== Assignment ==
Find all the lines in the material below with the word "struct", and copy them.

== Data to examine ==
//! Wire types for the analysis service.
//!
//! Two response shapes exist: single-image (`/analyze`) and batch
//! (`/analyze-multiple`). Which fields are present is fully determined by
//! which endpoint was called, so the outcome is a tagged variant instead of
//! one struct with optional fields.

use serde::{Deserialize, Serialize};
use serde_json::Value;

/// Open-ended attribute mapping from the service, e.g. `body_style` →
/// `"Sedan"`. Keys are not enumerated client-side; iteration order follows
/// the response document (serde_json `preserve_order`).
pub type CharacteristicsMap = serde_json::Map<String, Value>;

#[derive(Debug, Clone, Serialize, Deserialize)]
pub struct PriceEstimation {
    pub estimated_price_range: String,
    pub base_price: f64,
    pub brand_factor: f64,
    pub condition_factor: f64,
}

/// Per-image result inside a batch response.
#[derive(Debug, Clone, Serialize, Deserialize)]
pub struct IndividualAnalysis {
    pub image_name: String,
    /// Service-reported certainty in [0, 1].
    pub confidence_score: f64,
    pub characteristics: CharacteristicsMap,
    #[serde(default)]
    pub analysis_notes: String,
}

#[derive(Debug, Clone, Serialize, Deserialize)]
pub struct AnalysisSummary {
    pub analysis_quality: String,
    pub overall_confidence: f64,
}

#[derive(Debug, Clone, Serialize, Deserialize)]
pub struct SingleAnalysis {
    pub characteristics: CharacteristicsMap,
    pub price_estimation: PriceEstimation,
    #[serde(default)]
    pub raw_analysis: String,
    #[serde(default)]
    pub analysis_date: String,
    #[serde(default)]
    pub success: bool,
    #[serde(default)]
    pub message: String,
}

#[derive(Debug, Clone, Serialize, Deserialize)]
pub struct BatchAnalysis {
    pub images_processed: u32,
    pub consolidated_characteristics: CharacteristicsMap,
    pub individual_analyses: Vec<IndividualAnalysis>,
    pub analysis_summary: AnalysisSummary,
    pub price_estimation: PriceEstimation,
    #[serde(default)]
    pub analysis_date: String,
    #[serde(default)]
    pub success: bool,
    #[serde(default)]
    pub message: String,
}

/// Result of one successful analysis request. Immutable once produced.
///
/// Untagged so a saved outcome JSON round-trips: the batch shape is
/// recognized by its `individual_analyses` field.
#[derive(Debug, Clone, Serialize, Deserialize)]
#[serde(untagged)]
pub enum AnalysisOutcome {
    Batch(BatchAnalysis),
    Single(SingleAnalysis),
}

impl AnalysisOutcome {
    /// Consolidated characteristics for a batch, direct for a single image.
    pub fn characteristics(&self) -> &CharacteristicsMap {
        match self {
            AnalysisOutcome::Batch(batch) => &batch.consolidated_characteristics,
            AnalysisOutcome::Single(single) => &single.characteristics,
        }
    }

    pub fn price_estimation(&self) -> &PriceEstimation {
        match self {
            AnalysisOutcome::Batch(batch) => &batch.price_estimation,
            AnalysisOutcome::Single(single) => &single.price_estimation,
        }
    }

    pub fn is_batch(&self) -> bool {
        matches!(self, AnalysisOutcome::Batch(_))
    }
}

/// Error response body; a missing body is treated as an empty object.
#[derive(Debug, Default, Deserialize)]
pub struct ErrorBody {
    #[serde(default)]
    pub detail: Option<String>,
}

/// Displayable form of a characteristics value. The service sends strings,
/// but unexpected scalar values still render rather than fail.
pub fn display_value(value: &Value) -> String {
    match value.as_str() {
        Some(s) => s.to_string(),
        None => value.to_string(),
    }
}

--

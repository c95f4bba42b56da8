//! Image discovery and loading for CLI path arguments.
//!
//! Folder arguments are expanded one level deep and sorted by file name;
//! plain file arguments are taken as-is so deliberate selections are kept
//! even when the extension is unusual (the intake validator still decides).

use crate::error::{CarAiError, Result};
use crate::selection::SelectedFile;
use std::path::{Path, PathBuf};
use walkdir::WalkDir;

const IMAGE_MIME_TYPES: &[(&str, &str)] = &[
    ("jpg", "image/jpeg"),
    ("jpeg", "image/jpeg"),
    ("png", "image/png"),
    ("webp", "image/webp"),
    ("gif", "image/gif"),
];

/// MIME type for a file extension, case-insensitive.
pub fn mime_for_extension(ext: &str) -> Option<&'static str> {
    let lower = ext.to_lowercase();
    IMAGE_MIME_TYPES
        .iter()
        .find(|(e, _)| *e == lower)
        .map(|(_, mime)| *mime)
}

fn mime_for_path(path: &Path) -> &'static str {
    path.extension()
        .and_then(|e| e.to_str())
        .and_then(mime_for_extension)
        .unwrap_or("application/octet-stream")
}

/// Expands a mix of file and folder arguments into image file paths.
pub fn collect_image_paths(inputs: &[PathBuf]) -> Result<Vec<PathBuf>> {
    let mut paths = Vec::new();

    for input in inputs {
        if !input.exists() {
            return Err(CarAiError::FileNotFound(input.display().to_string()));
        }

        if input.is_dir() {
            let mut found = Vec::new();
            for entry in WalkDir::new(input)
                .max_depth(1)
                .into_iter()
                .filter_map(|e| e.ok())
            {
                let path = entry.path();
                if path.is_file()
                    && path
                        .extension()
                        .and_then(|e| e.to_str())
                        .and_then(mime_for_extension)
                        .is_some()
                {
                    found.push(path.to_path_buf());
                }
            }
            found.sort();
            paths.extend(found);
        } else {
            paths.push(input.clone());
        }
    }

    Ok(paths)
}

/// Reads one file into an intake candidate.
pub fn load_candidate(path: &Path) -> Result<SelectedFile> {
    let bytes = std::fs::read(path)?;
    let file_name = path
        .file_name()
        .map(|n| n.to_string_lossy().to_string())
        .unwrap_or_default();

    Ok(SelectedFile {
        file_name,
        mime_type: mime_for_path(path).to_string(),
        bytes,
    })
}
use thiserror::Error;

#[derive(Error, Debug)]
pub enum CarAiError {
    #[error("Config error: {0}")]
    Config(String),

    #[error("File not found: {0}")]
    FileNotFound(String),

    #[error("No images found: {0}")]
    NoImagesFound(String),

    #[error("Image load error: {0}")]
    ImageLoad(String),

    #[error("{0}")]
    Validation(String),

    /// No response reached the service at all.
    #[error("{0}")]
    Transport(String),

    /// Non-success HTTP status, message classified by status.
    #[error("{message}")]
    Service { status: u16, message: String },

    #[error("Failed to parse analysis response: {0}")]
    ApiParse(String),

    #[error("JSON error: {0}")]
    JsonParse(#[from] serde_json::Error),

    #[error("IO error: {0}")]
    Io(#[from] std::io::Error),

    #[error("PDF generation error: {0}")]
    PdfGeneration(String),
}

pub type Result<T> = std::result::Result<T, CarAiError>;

==

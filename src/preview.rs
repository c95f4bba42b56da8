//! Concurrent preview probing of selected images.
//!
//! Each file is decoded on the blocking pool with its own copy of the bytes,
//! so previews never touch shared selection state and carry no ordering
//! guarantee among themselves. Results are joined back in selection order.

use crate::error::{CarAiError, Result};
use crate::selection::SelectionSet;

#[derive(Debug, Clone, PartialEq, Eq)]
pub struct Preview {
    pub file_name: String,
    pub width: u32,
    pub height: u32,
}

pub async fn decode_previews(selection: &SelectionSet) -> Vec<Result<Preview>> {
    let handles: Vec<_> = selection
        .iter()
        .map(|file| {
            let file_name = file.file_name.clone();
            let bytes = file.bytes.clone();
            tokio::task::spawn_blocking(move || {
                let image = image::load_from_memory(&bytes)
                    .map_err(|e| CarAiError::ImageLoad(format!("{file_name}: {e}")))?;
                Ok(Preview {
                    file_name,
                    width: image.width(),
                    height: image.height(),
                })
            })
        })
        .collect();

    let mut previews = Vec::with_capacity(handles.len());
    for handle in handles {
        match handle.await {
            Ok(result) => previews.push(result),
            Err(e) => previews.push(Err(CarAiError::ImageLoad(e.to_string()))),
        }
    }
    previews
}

== Task output ==
//! one struct with optional fields.
pub struct PriceEstimation {
pub struct IndividualAnalysis {
pub struct AnalysisSummary {
pub struct SingleAnalysis {
pub struct BatchAnalysis {
pub struct ErrorBody {
pub struct Preview {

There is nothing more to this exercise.